Non ho capito sinceramente cosa significhi che il divieto di licenziare tenda ad influenzare la composizione del mercato del lavoro ma non la portata dell’aggiustamento del mercato stesso. Non so se la poca chiarezza dipenda da una frettolosa traduzione o dal criptico linguaggio della Ue. Mi sembra comunque di intuire che, secondo l’Unione europea, l’Italia starebbe distorcendo i meccanismi del mercato del lavoro creando oltre tutto discriminazioni tra lavoratori più o meno protetti.

Fin dall’inizio della pandemia mi sono chiesto se il blocco dei licenziamenti fosse una velleitaria forzatura socio-economica o un necessario sostegno ai lavoratori in probabile difficoltà. Volendo semplificare e sintetizzare l’azione del governo italiano, si possono individuare tre livelli di intervento: aiuto ai lavoratori autonomi; agevolazioni creditizie e fiscali alle imprese; difesa del lavoro dipendente tramite l’utilizzo della cassa integrazione e il blocco dei licenziamenti. Tutte misure congiunturali che purtroppo si sono dovute allungare ed allargare fino a mettere in progressiva difficoltà la casse erariali e ponendo il problema del recepimento dei fondi necessari alla bisogna.
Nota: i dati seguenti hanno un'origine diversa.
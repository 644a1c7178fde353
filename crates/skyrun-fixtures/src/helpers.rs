//! Common test helper functions.

use std::fs;
use std::path::{Path, PathBuf};
use std::time::{SystemTime, UNIX_EPOCH};

use skyrun::schedule::Schedule;

/// Create a unique temporary directory for a test.
///
/// The name carries the prefix, the process id and a timestamp so that
/// parallel tests never collide.
///
/// # Example
///
/// ```ignore
/// let dir = temp_dir("dry-run");
/// // dir is something like /tmp/skyrun-dry-run-4242-1703520000000
/// ```
#[must_use]
pub fn temp_dir(prefix: &str) -> PathBuf {
    let stamp = SystemTime::now()
        .duration_since(UNIX_EPOCH)
        .unwrap_or_default()
        .as_nanos();
    let dir = std::env::temp_dir().join(format!("skyrun-{prefix}-{}-{stamp}", std::process::id()));
    fs::create_dir_all(&dir).expect("failed to create temp directory");
    dir
}

/// Write a schedule as pretty JSON.
pub fn write_schedule(path: &Path, schedule: &Schedule) {
    let data = serde_json::to_vec_pretty(schedule).expect("failed to serialize schedule");
    fs::write(path, data).expect("failed to write schedule file");
}
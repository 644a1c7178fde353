//! Structured errors shared by every layer of the crate.
//!
//! All fallible operations return [`ScopeError`]: a stable machine-readable
//! [`ErrorCode`], a human message and optional JSON context. The code
//! decides both how the sequencer classifies a failure and which exit code
//! the CLI reports.

use crate::model::ErrorInfo;
use miette::Diagnostic;
use serde::{Deserialize, Serialize};
use serde_json::Value;
use std::fmt;

/// Result alias used throughout the crate.
pub type ScopeResult<T> = Result<T, ScopeError>;

/// Stable error codes.
#[derive(Clone, Copy, Debug, PartialEq, Eq, Hash, Serialize, Deserialize)]
pub enum ErrorCode {
    /// Local I/O (files, logs).
    #[serde(rename = "E_IO")]
    Io,
    /// Socket failure that survived the reconnect-and-retry.
    #[serde(rename = "E_CONNECTION")]
    Connection,
    /// Unparseable or unexpected frame.
    #[serde(rename = "E_PROTOCOL")]
    Protocol,
    /// Bad argument shape, rejected before any device contact.
    #[serde(rename = "E_VALIDATION")]
    Validation,
    /// The device reported the operation as failed.
    #[serde(rename = "E_DEVICE_FAILURE")]
    DeviceFailure,
    /// Unexpected instrument fault (real or emulated).
    #[serde(rename = "E_INSTRUMENT_FAULT")]
    InstrumentFault,
    /// A bounded wait expired.
    #[serde(rename = "E_TIMEOUT")]
    Timeout,
    /// Invalid configuration or schedule file.
    #[serde(rename = "E_CONFIG")]
    Config,
    /// The run was canceled by the operator.
    #[serde(rename = "E_CANCELED")]
    Canceled,
    /// Poisoned lock or similar internal fault.
    #[serde(rename = "E_INTERNAL")]
    Internal,
}

impl ErrorCode {
    /// Wire/string form, e.g. `E_CONNECTION`.
    pub fn as_str(self) -> &'static str {
        match self {
            Self::Io => "E_IO",
            Self::Connection => "E_CONNECTION",
            Self::Protocol => "E_PROTOCOL",
            Self::Validation => "E_VALIDATION",
            Self::DeviceFailure => "E_DEVICE_FAILURE",
            Self::InstrumentFault => "E_INSTRUMENT_FAULT",
            Self::Timeout => "E_TIMEOUT",
            Self::Config => "E_CONFIG",
            Self::Canceled => "E_CANCELED",
            Self::Internal => "E_INTERNAL",
        }
    }

    /// Parse the string form back into a code.
    pub fn parse(code: &str) -> Option<Self> {
        let parsed = match code {
            "E_IO" => Self::Io,
            "E_CONNECTION" => Self::Connection,
            "E_PROTOCOL" => Self::Protocol,
            "E_VALIDATION" => Self::Validation,
            "E_DEVICE_FAILURE" => Self::DeviceFailure,
            "E_INSTRUMENT_FAULT" => Self::InstrumentFault,
            "E_TIMEOUT" => Self::Timeout,
            "E_CONFIG" => Self::Config,
            "E_CANCELED" => Self::Canceled,
            "E_INTERNAL" => Self::Internal,
            _ => return None,
        };
        Some(parsed)
    }

    /// Process exit code for this error class.
    pub fn exit_code(self) -> i32 {
        match self {
            Self::Validation | Self::DeviceFailure | Self::InstrumentFault => 1,
            Self::Config => 2,
            Self::Connection | Self::Io => 3,
            Self::Timeout => 4,
            Self::Protocol => 5,
            Self::Canceled => 130,
            Self::Internal => 70,
        }
    }
}

impl fmt::Display for ErrorCode {
    fn fmt(&self, f: &mut fmt::Formatter<'_>) -> fmt::Result {
        f.write_str(self.as_str())
    }
}

/// Error raised by the session, transport, codec or sequencer.
#[derive(Debug, thiserror::Error)]
#[error("{code}: {message}")]
pub struct ScopeError {
    pub code: ErrorCode,
    pub message: String,
    pub context: Option<Value>,
}

impl ScopeError {
    pub fn new(code: ErrorCode, message: impl Into<String>, context: impl Into<Option<Value>>) -> Self {
        Self {
            code,
            message: message.into(),
            context: context.into(),
        }
    }

    pub fn io(message: impl Into<String>, err: impl fmt::Display) -> Self {
        Self::new(
            ErrorCode::Io,
            message,
            serde_json::json!({ "source": err.to_string() }),
        )
    }

    /// Fatal socket error: the single reconnect-and-retry did not help.
    pub fn connection(message: impl Into<String>, err: impl fmt::Display) -> Self {
        Self::new(
            ErrorCode::Connection,
            message,
            serde_json::json!({ "source": err.to_string() }),
        )
    }

    pub fn protocol(message: impl Into<String>, context: impl Into<Option<Value>>) -> Self {
        Self::new(ErrorCode::Protocol, message, context)
    }

    pub fn validation(message: impl Into<String>, context: impl Into<Option<Value>>) -> Self {
        Self::new(ErrorCode::Validation, message, context)
    }

    pub fn device_failure(message: impl Into<String>, context: impl Into<Option<Value>>) -> Self {
        Self::new(ErrorCode::DeviceFailure, message, context)
    }

    pub fn instrument_fault(message: impl Into<String>) -> Self {
        Self::new(ErrorCode::InstrumentFault, message, None)
    }

    pub fn timeout(message: impl Into<String>, context: impl Into<Option<Value>>) -> Self {
        Self::new(ErrorCode::Timeout, message, context)
    }

    pub fn config(message: impl Into<String>, err: impl fmt::Display) -> Self {
        Self::new(
            ErrorCode::Config,
            message,
            serde_json::json!({ "source": err.to_string() }),
        )
    }

    pub fn canceled(message: impl Into<String>) -> Self {
        Self::new(ErrorCode::Canceled, message, None)
    }

    pub fn internal(message: impl Into<String>) -> Self {
        Self::new(ErrorCode::Internal, message, None)
    }

    /// Lock poisoning helper; the guarded data is never left half-written.
    pub(crate) fn poisoned(what: &str) -> Self {
        Self::internal(format!("{what} lock poisoned"))
    }

    pub fn exit_code(&self) -> i32 {
        self.code.exit_code()
    }

    pub fn to_error_info(&self) -> ErrorInfo {
        ErrorInfo {
            code: self.code.as_str().to_string(),
            message: self.message.clone(),
            context: self.context.clone(),
        }
    }
}

impl Diagnostic for ScopeError {
    fn code<'a>(&'a self) -> Option<Box<dyn fmt::Display + 'a>> {
        Some(Box::new(self.code))
    }

    fn help<'a>(&'a self) -> Option<Box<dyn fmt::Display + 'a>> {
        let hint = match self.code {
            ErrorCode::Connection => "check that the telescope is powered on and reachable on the configured host/port",
            ErrorCode::Validation => "targets need a text name, a [ra, dec] number pair, and numeric exposure/total times",
            ErrorCode::Config => "see the example schedule in README.md",
            _ => return None,
        };
        Some(Box::new(hint))
    }
}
L’Unione europea sale in cattedra facendo valere da una parte i propri diritti derivanti dall’apertura della borsa, consistente nel recovery plan e nella sospensione dei parametri di bilancio, dall’altra avvertendo l’Italia, l’alunno più portato alla trasgressione, che non ci si può illudere col salvataggio ante litteram di alcune categorie a scapito dell’andamento economico generale.
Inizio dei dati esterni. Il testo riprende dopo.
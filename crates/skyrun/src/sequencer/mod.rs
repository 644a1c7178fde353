//! Target sequencer: walks the schedule inside the twilight window.
//!
//! For each target the sequencer
//!
//! 1. checks the twilight gate (waiting for dusk, stopping after dawn),
//! 2. validates the entry into a [`TargetRequest`],
//! 3. runs it on the [`TargetRunner`] up to `1 + retries` times,
//! 4. sleeps the entry's `pause`.
//!
//! `single` mode makes one pass; `repeat` mode keeps cycling until the
//! window closes, the pass limit is hit, or the cancel flag is raised.
//! Failures are recorded per target and, under [`FailurePolicy::Continue`],
//! never stop the run.

pub mod progress;

pub use progress::{CollectingProgress, NoopProgress, ProgressCallback, SequenceEvent};

use crate::device::{DeviceStatus, TargetRunner};
use crate::error::ScopeResult;
use crate::model::{
    FailurePolicy, RunId, RunStatus, SequenceMode, SequenceReport, StopReason, Target,
    TargetRequest, TargetResult, TargetStatus, REPORT_VERSION,
};
use crate::twilight::{Clock, TwilightSource, TwilightWindow, WindowPhase};
use chrono::{DateTime, FixedOffset};
use std::sync::atomic::{AtomicBool, Ordering};
use std::sync::Arc;
use std::time::Duration;
use tracing::{error, info, warn};

/// Default period between clock checks while waiting for dusk.
pub const DEFAULT_WINDOW_POLL: Duration = Duration::from_secs(60);

/// Whether the twilight gate is consulted.
#[derive(Clone, Copy, Debug, Default, PartialEq, Eq)]
pub enum GateMode {
    #[default]
    Enforce,
    /// Test mode: dispatch regardless of the time of night.
    Bypass,
}

#[derive(Clone, Debug, PartialEq, Eq)]
pub struct SequencerOptions {
    pub mode: SequenceMode,
    pub failure_policy: FailurePolicy,
    pub gate: GateMode,
    pub window_poll: Duration,
    /// Repeat mode only: stop after this many full passes.
    pub max_passes: Option<u32>,
}

impl Default for SequencerOptions {
    fn default() -> Self {
        Self {
            mode: SequenceMode::Single,
            failure_policy: FailurePolicy::Continue,
            gate: GateMode::Enforce,
            window_poll: DEFAULT_WINDOW_POLL,
            max_passes: None,
        }
    }
}

/// Verdict of the gate before a target.
enum Gate {
    Open,
    Closed,
    Canceled,
}

pub struct Sequencer {
    options: SequencerOptions,
    clock: Arc<dyn Clock>,
    twilight: Arc<dyn TwilightSource>,
    cancel: Arc<AtomicBool>,
    progress: Box<dyn ProgressCallback>,
}

impl Sequencer {
    pub fn new(
        options: SequencerOptions,
        clock: Arc<dyn Clock>,
        twilight: Arc<dyn TwilightSource>,
    ) -> Self {
        Self {
            options,
            clock,
            twilight,
            cancel: Arc::new(AtomicBool::new(false)),
            progress: Box::new(NoopProgress),
        }
    }

    #[must_use]
    pub fn with_progress(mut self, progress: Box<dyn ProgressCallback>) -> Self {
        self.progress = progress;
        self
    }

    /// Share an external cancel flag (e.g. wired to Ctrl-C).
    #[must_use]
    pub fn with_cancel_flag(mut self, cancel: Arc<AtomicBool>) -> Self {
        self.cancel = cancel;
        self
    }

    pub fn cancel_flag(&self) -> Arc<AtomicBool> {
        Arc::clone(&self.cancel)
    }

    pub fn options(&self) -> &SequencerOptions {
        &self.options
    }

    /// Run the whole schedule and report per-target outcomes.
    pub fn run(
        &self,
        targets: &[Target],
        runner: &mut dyn TargetRunner,
    ) -> ScopeResult<SequenceReport> {
        let run_id = RunId::new();
        let started_at = self.clock.now();
        info!(%run_id, mode = ?self.options.mode, targets = targets.len(), "sequence started");
        self.progress.on_progress(&SequenceEvent::RunStarted {
            run_id,
            mode: self.options.mode,
            total_targets: targets.len(),
        });

        let window = match self.options.gate {
            GateMode::Enforce => {
                let window = self.twilight.window_for(started_at)?;
                info!(dusk = %window.dusk, dawn = %window.dawn, "twilight window");
                Some(window)
            }
            GateMode::Bypass => {
                warn!("twilight gate bypassed");
                None
            }
        };

        let mut results = Vec::new();
        let (stop_reason, passes_completed) =
            self.run_passes(targets, window.as_ref(), runner, &mut results);
        let status = run_status(stop_reason, &results);

        info!(%run_id, ?status, ?stop_reason, passes_completed, "sequence finished");
        self.progress.on_progress(&SequenceEvent::RunCompleted {
            run_id,
            status: status.clone(),
            stop_reason,
        });
        Ok(SequenceReport {
            report_version: REPORT_VERSION,
            run_id,
            mode: self.options.mode,
            status,
            stop_reason,
            passes_completed,
            started_at,
            ended_at: self.clock.now(),
            targets: results,
        })
    }

    fn run_passes(
        &self,
        targets: &[Target],
        window: Option<&TwilightWindow>,
        runner: &mut dyn TargetRunner,
        results: &mut Vec<TargetResult>,
    ) -> (StopReason, u32) {
        if targets.is_empty() {
            info!("no targets scheduled");
            return (StopReason::Finished, 0);
        }

        let mut pass: u32 = 0;
        loop {
            let pass_start = results.len();
            if let Some(reason) = self.run_pass(targets, pass, window, runner, results) {
                return (reason, pass);
            }
            let completed_any = results
                .get(pass_start..)
                .unwrap_or_default()
                .iter()
                .any(|result| result.status == TargetStatus::Completed);
            pass = pass.saturating_add(1);
            if self.is_canceled() {
                return (StopReason::Canceled, pass);
            }
            match self.options.mode {
                SequenceMode::Single => return (StopReason::Finished, pass),
                SequenceMode::Repeat => {
                    if self.options.max_passes.is_some_and(|limit| pass >= limit) {
                        info!(passes = pass, "pass limit reached");
                        return (StopReason::PassLimit, pass);
                    }
                    if !completed_any {
                        // Nothing succeeded; back off before cycling.
                        warn!(
                            pass,
                            backoff_s = self.options.window_poll.as_secs(),
                            "no target completed in this pass; backing off"
                        );
                        self.clock.sleep(self.options.window_poll);
                    }
                    info!(pass, "starting next pass");
                }
            }
        }
    }

    /// One ordered pass. Returns a stop reason when the run must end early.
    fn run_pass(
        &self,
        targets: &[Target],
        pass: u32,
        window: Option<&TwilightWindow>,
        runner: &mut dyn TargetRunner,
        results: &mut Vec<TargetResult>,
    ) -> Option<StopReason> {
        for (index, target) in targets.iter().enumerate() {
            let early_stop = match self.await_window(window) {
                Gate::Open => None,
                Gate::Closed => Some(StopReason::WindowClosed),
                Gate::Canceled => Some(StopReason::Canceled),
            };
            if let Some(reason) = early_stop {
                self.skip_remaining(targets.get(index..).unwrap_or_default(), pass, results);
                return Some(reason);
            }

            let result = self.run_one(target, pass, index, targets.len(), runner);
            let failed = result.status.is_failure();
            results.push(result);

            if failed && self.options.failure_policy == FailurePolicy::Abort {
                error!(target_name = %target.label(), "target failed; aborting sequence");
                self.skip_remaining(targets.get(index + 1..).unwrap_or_default(), pass, results);
                return Some(StopReason::Aborted);
            }
            self.pause_after(target);
        }
        None
    }

    /// Block until the gate opens. Polls the clock once per `window_poll`.
    fn await_window(&self, window: Option<&TwilightWindow>) -> Gate {
        loop {
            if self.is_canceled() {
                return Gate::Canceled;
            }
            let Some(window) = window else {
                return Gate::Open;
            };
            let now = self.clock.now();
            match window.phase(now) {
                WindowPhase::Open => return Gate::Open,
                WindowPhase::AfterDawn => {
                    info!(%now, dawn = %window.dawn, "twilight window closed");
                    return Gate::Closed;
                }
                WindowPhase::BeforeDusk => {
                    info!(%now, dusk = %window.dusk, "waiting for twilight window");
                    self.progress
                        .on_progress(&SequenceEvent::WaitingForWindow { dusk: window.dusk });
                    self.clock.sleep(self.options.window_poll);
                }
            }
        }
    }

    fn run_one(
        &self,
        target: &Target,
        pass: u32,
        index: usize,
        total_targets: usize,
        runner: &mut dyn TargetRunner,
    ) -> TargetResult {
        let name = target.label();
        let started_at = self.clock.now();
        self.progress.on_progress(&SequenceEvent::TargetStarted {
            name: name.clone(),
            pass,
            index: index + 1,
            total_targets,
        });

        let (status, attempts, error) = match TargetRequest::try_from(target.to_raw()) {
            Ok(request) => {
                let (outcome, attempts) = self.attempt(target, &request, runner);
                (outcome.target_status(), attempts, outcome.error().cloned())
            }
            Err(err) => {
                error!(target_name = %name, error = %err, context = ?err.context, "rejected target");
                (TargetStatus::Rejected, 0, Some(err.to_error_info()))
            }
        };

        let ended_at = self.clock.now();
        self.progress.on_progress(&SequenceEvent::TargetCompleted {
            name: name.clone(),
            pass,
            status: status.clone(),
            attempts,
            duration_ms: elapsed_ms(started_at, ended_at),
        });
        TargetResult {
            name,
            pass,
            status,
            attempts,
            started_at,
            ended_at,
            error,
        }
    }

    /// Up to `1 + retries` runs, `retry_wait` apart.
    fn attempt(
        &self,
        target: &Target,
        request: &TargetRequest,
        runner: &mut dyn TargetRunner,
    ) -> (DeviceStatus, u32) {
        let allowed = target.retries.saturating_add(1);
        let mut attempts: u32 = 0;
        loop {
            attempts += 1;
            let outcome = runner.run_target(request);
            match &outcome {
                DeviceStatus::Completed => {
                    info!(target_name = request.name(), attempts, "target completed");
                    return (outcome, attempts);
                }
                DeviceStatus::Failed { error } | DeviceStatus::Fault { error } => {
                    warn!(
                        target_name = request.name(),
                        attempts,
                        code = %error.code,
                        message = %error.message,
                        "target attempt failed"
                    );
                }
            }
            if attempts >= allowed || self.is_canceled() {
                return (outcome, attempts);
            }
            self.clock.sleep(secs(target.retry_wait));
        }
    }

    fn pause_after(&self, target: &Target) {
        let pause = secs(target.pause);
        if !pause.is_zero() && !self.is_canceled() {
            info!(seconds = target.pause, "pausing before next target");
            self.clock.sleep(pause);
        }
    }

    fn skip_remaining(&self, targets: &[Target], pass: u32, results: &mut Vec<TargetResult>) {
        let now = self.clock.now();
        for target in targets {
            warn!(target_name = %target.label(), "target skipped");
            results.push(TargetResult {
                name: target.label(),
                pass,
                status: TargetStatus::Skipped,
                attempts: 0,
                started_at: now,
                ended_at: now,
                error: None,
            });
        }
    }

    fn is_canceled(&self) -> bool {
        self.cancel.load(Ordering::SeqCst)
    }
}

fn run_status(stop_reason: StopReason, results: &[TargetResult]) -> RunStatus {
    match stop_reason {
        StopReason::Canceled => RunStatus::Canceled,
        StopReason::Aborted => RunStatus::Aborted,
        _ if results.iter().any(|result| result.status.is_failure()) => RunStatus::Failed,
        _ => RunStatus::Passed,
    }
}

fn secs(value: f64) -> Duration {
    Duration::try_from_secs_f64(value).unwrap_or(Duration::ZERO)
}

fn elapsed_ms(start: DateTime<FixedOffset>, end: DateTime<FixedOffset>) -> u64 {
    u64::try_from((end - start).num_milliseconds()).unwrap_or(0)
}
Mi sembrano richiami doverosi da effettuare anche se alquanto fastidiosi da ricevere. Oltre modo irritante la catalogazione dell’Italia fra gli alunni “cattivi” per aver esagerato nella difesa dei lavoratori. Non mi è piaciuta anche se tutti abbiamo sempre da imparare da tutti. Forse l’errore di fondo che rischia il nostro Paese è quello di considerare, sotto-sotto e un po’ demagogicamente, il lavoro come variabile indipendente rispetto al sistema economico, pensando che il costo, in fin dei conti, lo debba pagare lo Stato. E lo Stato dove trova le risorse, se non paradossalmente da un’economia in grave crisi? Non ci si può cioè illudere di bere il latte munto da una vacca gracile e priva di adeguata alimentazione: muore la vacca e i bevitori di latte restano a bocca asciutta.
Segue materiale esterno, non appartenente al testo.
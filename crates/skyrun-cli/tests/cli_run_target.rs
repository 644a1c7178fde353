//! Tests for the run-target subcommand.
// Test module - relaxed lint rules
#![allow(clippy::expect_used)]
#![allow(clippy::unwrap_used)]

use skyrun_fixtures::FakeScope;
use std::process::Command;
use std::time::Duration;

fn skyrun_bin() -> Command {
    Command::new(env!("CARGO_BIN_EXE_skyrun"))
}

#[test]
fn malformed_coordinate_is_rejected_before_connecting() {
    let scope = FakeScope::start();
    let output = skyrun_bin()
        .args(["run-target", "M42", "north-ish", "-5.39", "10", "60"])
        .args(["--host", "127.0.0.1", "--port"])
        .arg(scope.addr().port().to_string())
        .output()
        .expect("failed to execute");

    assert_eq!(output.status.code(), Some(1));
    assert_eq!(scope.connections(), 0, "device must not be contacted");
}

#[test]
fn non_positive_exposure_is_rejected() {
    let output = skyrun_bin()
        .args(["run-target", "M42", "83.8", "-5.39", "0", "60"])
        .output()
        .expect("failed to execute");

    assert_eq!(output.status.code(), Some(1));
}

#[test]
fn completed_goto_exits_zero_and_drives_the_device() {
    let scope = FakeScope::start();
    let dir = tempfile::tempdir().unwrap();
    let config_path = dir.path().join("session.json");
    std::fs::write(
        &config_path,
        serde_json::to_vec(&scope.session_config()).unwrap(),
    )
    .unwrap();

    let output = skyrun_bin()
        .args(["run-target", "M42", "05:35:17", "-05:23:28", "10", "0.2"])
        .arg("--config")
        .arg(&config_path)
        .output()
        .expect("failed to execute");

    assert!(
        output.status.success(),
        "run-target failed: {}",
        String::from_utf8_lossy(&output.stderr)
    );
    assert!(scope.wait_for_methods(Duration::from_secs(2), |methods| {
        methods.iter().any(|m| m == "iscope_stop_view")
    }));
    let methods = scope.methods();
    let start_view = methods.iter().position(|m| m == "iscope_start_view").unwrap();
    let start_stack = methods.iter().position(|m| m == "iscope_start_stack").unwrap();
    assert!(start_view < start_stack);
}

#[test]
fn failed_goto_exits_non_zero() {
    let scope = FakeScope::builder().goto_events(&["working", "fail"]).start();
    let dir = tempfile::tempdir().unwrap();
    let config_path = dir.path().join("session.json");
    std::fs::write(
        &config_path,
        serde_json::to_vec(&scope.session_config()).unwrap(),
    )
    .unwrap();

    let output = skyrun_bin()
        .args(["run-target", "M42", "83.8", "-5.39", "10", "0.2"])
        .arg("--config")
        .arg(&config_path)
        .output()
        .expect("failed to execute");

    assert_eq!(output.status.code(), Some(1));
    assert!(!scope.methods().iter().any(|m| m == "iscope_start_stack"));
}
//! Tests for the sequence subcommand in dry-run mode.
// Test module - relaxed lint rules
#![allow(clippy::expect_used)]
#![allow(clippy::unwrap_used)]
#![allow(clippy::indexing_slicing)]

use serde_json::Value;
use skyrun::schedule::Schedule;
use skyrun::Target;
use skyrun_fixtures::write_schedule;
use std::path::Path;
use std::process::{Command, Output};

fn skyrun_bin() -> Command {
    Command::new(env!("CARGO_BIN_EXE_skyrun"))
}

fn schedule_with(targets: Vec<Target>) -> Schedule {
    Schedule {
        targets,
        ..Schedule::default()
    }
}

fn dry_run(schedule: &Path, extra: &[&str]) -> Output {
    skyrun_bin()
        .args(["sequence", "--dry-run", "--test-mode", "--fault-fraction", "0"])
        .arg("--schedule")
        .arg(schedule)
        .args(extra)
        .output()
        .expect("failed to execute")
}

#[test]
fn dry_run_echoes_each_invocation_in_order() {
    let dir = tempfile::tempdir().unwrap();
    let path = dir.path().join("night.json");
    write_schedule(
        &path,
        &schedule_with(vec![
            Target::numeric("M51", 202.47, 47.19, 10.0, 600.0),
            Target::numeric("M101", 210.8, 54.35, 20.0, 900.0),
        ]),
    );

    let output = dry_run(&path, &[]);

    assert!(
        output.status.success(),
        "dry run failed: {}",
        String::from_utf8_lossy(&output.stderr)
    );
    let stdout = String::from_utf8_lossy(&output.stdout);
    let lines: Vec<&str> = stdout.lines().collect();
    assert_eq!(lines.len(), 2, "stdout: {stdout}");
    assert!(lines[0].starts_with("M51 "));
    assert!(lines[1].starts_with("M101 "));
}

#[test]
fn json_report_is_the_only_stdout() {
    let dir = tempfile::tempdir().unwrap();
    let path = dir.path().join("night.json");
    let mut bad = Target::numeric("broken", 10.0, 20.0, 10.0, 60.0);
    bad.dec = Value::String("up".into());
    write_schedule(
        &path,
        &schedule_with(vec![bad, Target::numeric("M13", 250.42, 36.46, 10.0, 60.0)]),
    );

    let output = dry_run(&path, &["--json"]);

    assert_eq!(output.status.code(), Some(1), "a rejected target fails the run");
    let report: Value = serde_json::from_slice(&output.stdout).expect("stdout is JSON");
    assert_eq!(report["status"], "failed");
    assert_eq!(report["stop_reason"], "finished");
    assert_eq!(report["targets"][0]["status"], "rejected");
    assert_eq!(report["targets"][0]["attempts"], 0);
    assert_eq!(report["targets"][1]["status"], "completed");
}

#[test]
fn missing_schedule_file_exits_with_io_code() {
    let dir = tempfile::tempdir().unwrap();
    let output = dry_run(&dir.path().join("absent.json"), &[]);

    assert_eq!(output.status.code(), Some(3));
    assert!(String::from_utf8_lossy(&output.stderr).contains("error"));
}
Non si può però lasciar fare tutto al mercato del lavoro nel momento in cui manca il lavoro. Bisogna avere la fantasia, la lungimiranza e l’apertura mentale per difendere i più deboli possibilmente senza trasformarli in soggetti garantiti a tutti i costi. Nei momenti di grave crisi economica si diceva che doveva essere la sinistra politica a guidare la macchina imponendo sacrifici a fronte di precisi impegni verso l’equità e la solidarietà sociale. Forse la sinistra non è in grado di candidarsi a tale ruolo, mentre la destra si preoccupa solo di spingere la macchina a costo di buttarla fuori strada.

Riuscirà il governo Draghi ad avere una politica rigorosa ma progressista della ripartenza economica? Riuscirà l’Unione Europea a correggere definitivamente la sua visione burocratica dell’economia di mercato introducendo elementi di socialità in un contesto bloccato sulle regole liberiste?  Forse la pandemia richiede proprio una revisione realistica ma fortemente innovativa dei rapporti economici. In parole povere dovremmo essere un po’ meno capitalisti senza scadere in anacronistiche e velleitarie nostalgie comuniste. Per dirla con Mimì (Bohème, atto primo), altro di me non saprei narrare, sono un incorreggibile amico dei poveri che importuna fuori d’ora i ricchi.